Adolescente de 15 anos morre esfaqueado por avô de colega após briga de futebol em SP

A cidade de São Paulo foi palco de mais um trágico episódio de violência envolvendo jovens. Davi da Silva Roberto, um adolescente de apenas 15 anos, perdeu a vida após ser esfaqueado pelo avô de outro jovem durante uma briga que começou após uma partida de futebol no Itaim Paulista, Zona Leste da capital paulista. O caso ocorreu na terça-feira (24), mas a morte do jovem foi confirmada apenas na sexta-feira (27), após dias de luta pela vida no Hospital Santa Marcelina de Itaquera.
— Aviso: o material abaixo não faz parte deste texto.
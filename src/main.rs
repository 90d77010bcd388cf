use std::path::PathBuf;

use clap::Parser;
use strokefit::{init_logging, load_strokes, Config, StrokePipeline};

/// Fit freehand strokes to polynomial curve segments and print the
/// rendered polylines as JSON.
#[derive(Parser, Debug)]
#[command(version, about, long_about = None)]
struct CliArgs {
    /// Configuration file (.toml or .json); defaults to the user config
    #[arg(short, long, value_name = "FILE")]
    config: Option<PathBuf>,

    /// Print the stored segments instead of the rendered polylines
    #[arg(short, long)]
    segments: bool,

    /// JSON array of strokes
    input: PathBuf,
}

fn main() -> anyhow::Result<()> {
    let args = CliArgs::parse();
    let config = Config::load_or_default(args.config.as_deref())?;

    init_logging(&config.logging)?;
    tracing::info!(
        "strokefit {} (built {})",
        strokefit::VERSION,
        strokefit::BUILD_DATE
    );

    let pipeline = StrokePipeline::new(config.curve)?;
    let strokes = load_strokes(&args.input)?;

    for (index, stroke) in strokes.iter().enumerate() {
        let report = pipeline.process_stroke(stroke);
        for failure in &report.failures {
            tracing::warn!(
                stroke = index,
                sub_run = failure.index,
                error = %failure.error,
                "Sub-run skipped"
            );
        }
    }

    let output = if args.segments {
        serde_json::to_string_pretty(&pipeline.store().list_all())?
    } else {
        serde_json::to_string_pretty(&pipeline.render_all())?
    };
    println!("{}", output);

    Ok(())
}

#[cfg(test)]
mod tests {
    use super::*;
    use clap::CommandFactory;

    #[test]
    fn test_cli_definition() {
        CliArgs::command().debug_assert();
    }

    #[test]
    fn test_parse_input_only() {
        let parsed = CliArgs::try_parse_from(["strokefit", "strokes.json"]).unwrap();
        assert_eq!(parsed.config, None);
        assert!(!parsed.segments);
        assert_eq!(parsed.input, PathBuf::from("strokes.json"));
    }

    #[test]
    fn test_parse_all_options() {
        let parsed = CliArgs::try_parse_from([
            "strokefit",
            "--segments",
            "--config",
            "cfg.toml",
            "in.json",
        ])
        .unwrap();
        assert!(parsed.segments);
        assert_eq!(parsed.config, Some(PathBuf::from("cfg.toml")));
        assert_eq!(parsed.input, PathBuf::from("in.json"));

        let short = CliArgs::try_parse_from(["strokefit", "-s", "-c", "cfg.json", "in.json"])
            .unwrap();
        assert!(short.segments);
        assert_eq!(short.config, Some(PathBuf::from("cfg.json")));
    }

    #[test]
    fn test_parse_errors() {
        assert!(CliArgs::try_parse_from(["strokefit"]).is_err());
        assert!(CliArgs::try_parse_from(["strokefit", "--config"]).is_err());
        assert!(CliArgs::try_parse_from(["strokefit", "--verbose", "in.json"]).is_err());
        assert!(CliArgs::try_parse_from(["strokefit", "a.json", "b.json"]).is_err());
    }
}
Confusão após jogo escolar termina em tragédia

Tudo começou quando um grupo de meninos participava de uma partida de futebol na Escola Estadual Marcelo Tulman Neto, localizada no Jardim Miragaia. Ao término da atividade, já do lado de fora da unidade de ensino, os jovens começaram a se empurrar e discutir por causa do jogo. A confusão se estendeu por algumas quadras acima da escola, tomando proporções alarmantes.

Durante o tumulto, segundo relatos de familiares, um dos adolescentes identificado como Luiz Henrique, de 16 anos, teria arremessado uma pedra contra Lucas, de 20 anos, que foi atingido na cabeça. Ao presenciar a briga, Davi entrou no meio na tentativa de apartar os envolvidos, atitude que lhe custaria a vida.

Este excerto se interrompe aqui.